To his orphaned bride Joe suggested a cause for Clifford Lynne’s implacable hostility.
“Me being so young makes him look old,” he suggested; and Mabel was in complete agreement, for she had spent that particular morning in the Rue de la Paix and had gathered to herself many wonderful possessions that only a millionaire can bestow upon his wife.
“The difference,” said Joe complacently, as he drew through a straw the luscious drink with which a waiter (privately instructed) had provided him—“the difference between our marriage and his is this, Mabel: ours is a love match, and his is, so to speak—well–-“
“He would never have married Joan but you told him to,” said Mabel scornfully. “I hope Joan will be happy. I have my doubts, but I hope she will be.”

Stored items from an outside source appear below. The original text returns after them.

//! The round state machine: start, win check, end.

use airlock_protocol::{ClientId, GameStatus, PacketType, Status};
use airlock_session::{Role, Stage};
use rand::Rng;

use crate::{packets, Game, Outbox, RoundState};

impl Game {
    /// Starts a round with every named client.
    ///
    /// Returns `Again` unless the game is in the lobby, and `Invalid` if
    /// fewer than `min_players` clients are named. Otherwise one of them
    /// becomes the impostor, everyone is placed at the spawn room and the
    /// crewmates draw their tasks.
    pub fn start(&mut self, out: &mut Outbox) -> Status {
        if self.state != RoundState::Lobby {
            return Status::Again;
        }

        // Slot order isn't join order; the pick goes through an explicit
        // random index.
        let players: Vec<ClientId> = self.registry.named().map(|s| s.id).collect();
        if players.len() < self.config.min_players {
            tracing::debug!(
                players = players.len(),
                min = self.config.min_players,
                "not enough players to start"
            );
            return Status::Invalid;
        }
        let impostor = players[self.rng.random_range(0..players.len())];

        let spawn = self.map.spawn();
        let cooldown = self.config.kill_cooldown_moves;
        let meetings = self.config.meetings_per_player;
        self.registry.for_each_matching(
            |s| s.is_named(),
            |s| {
                s.reset_round_state();
                s.role = if s.id == impostor {
                    Role::Impostor
                } else {
                    Role::Crewmate
                };
                s.stage = Stage::InRound;
                s.room = Some(spawn);
                s.moves_since_kill = cooldown;
                s.meetings_left = meetings;
            },
        );

        self.state = RoundState::Main;
        self.impostor = Some(impostor);

        tracing::info!(players = players.len(), %impostor, "round started");

        out.broadcast(packets::game_status(GameStatus::Running));
        for &id in &players {
            if let Some(session) = self.registry.find(id) {
                out.send_to(id, packets::state(session));
            }
            self.assign(id, out);
            let info = self.room_info(id);
            if info.status.is_ok() {
                out.send_to(id, info.into_packet(PacketType::RoomInfo));
            }
        }

        Status::Ok
    }

    /// Ends a running round without a winner.
    ///
    /// Returns `Again` if no round is running.
    pub fn stop(&mut self, out: &mut Outbox) -> Status {
        if !self.state.is_running() {
            return Status::Again;
        }
        self.end(None, out);
        Status::Ok
    }

    /// Ends the round if someone has won, and returns the winner.
    ///
    /// Checked in order:
    /// 1. the impostor is dead or gone → crewmates
    /// 2. too few living crewmates remain → impostor
    /// 3. every living crewmate finished their tasks → crewmates
    pub fn check_win(&mut self, out: &mut Outbox) -> Option<Role> {
        if !self.state.is_running() {
            return None;
        }

        let impostor_alive = self
            .impostor
            .and_then(|id| self.registry.find(id))
            .is_some_and(|s| s.alive);

        let winner = if !impostor_alive {
            Some(Role::Crewmate)
        } else if self.living_crewmates() <= self.config.min_alive_crewmates {
            Some(Role::Impostor)
        } else if self.all_done() {
            Some(Role::Crewmate)
        } else {
            None
        };

        if let Some(role) = winner {
            self.end(Some(role), out);
        }
        winner
    }

    /// Announces the outcome and folds everyone back into the lobby.
    ///
    /// `None` ends the round without a winner.
    pub fn end(&mut self, winner: Option<Role>, out: &mut Outbox) {
        self.state = RoundState::Resolution;

        let status = match winner {
            Some(Role::Impostor) => GameStatus::ImpostorWin,
            Some(Role::Crewmate) => GameStatus::CrewmateWin,
            None => GameStatus::Ended,
        };
        tracing::info!(outcome = ?status, impostor = ?self.impostor, "round over");
        out.broadcast(packets::game_status(status));

        self.impostor = None;
        self.discussion = None;
        self.corpses.clear();
        self.registry.for_each_matching(
            |s| s.in_round(),
            |s| {
                s.reset_round_state();
                s.stage = Stage::Lobby;
                out.send_to(s.id, packets::state(s));
            },
        );

        self.state = RoundState::Lobby;
    }

    fn living_crewmates(&self) -> usize {
        self.registry
            .sessions()
            .filter(|s| s.is_living_crewmate())
            .count()
    }
}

Mabel went to Siangtan, and had a reception from the European inhabitants of that noble town that was due to one who bore a family relationship with the Concession. And, curiously enough, she liked Siangtan, for it is better to be a great person in a small place than a nobody in Sunningdale.
One day there came to them a letter from Joan which suggested that the unhappiness of marriage was an experience to be indefinitely postponed. Mabel read the letter and sniffed, not uncharitably.
“‘Carrying on the line’? What does she mean by that?” she asked, having her suspicions.
Joe coughed and explained.
“That was my idea too,” he said modestly.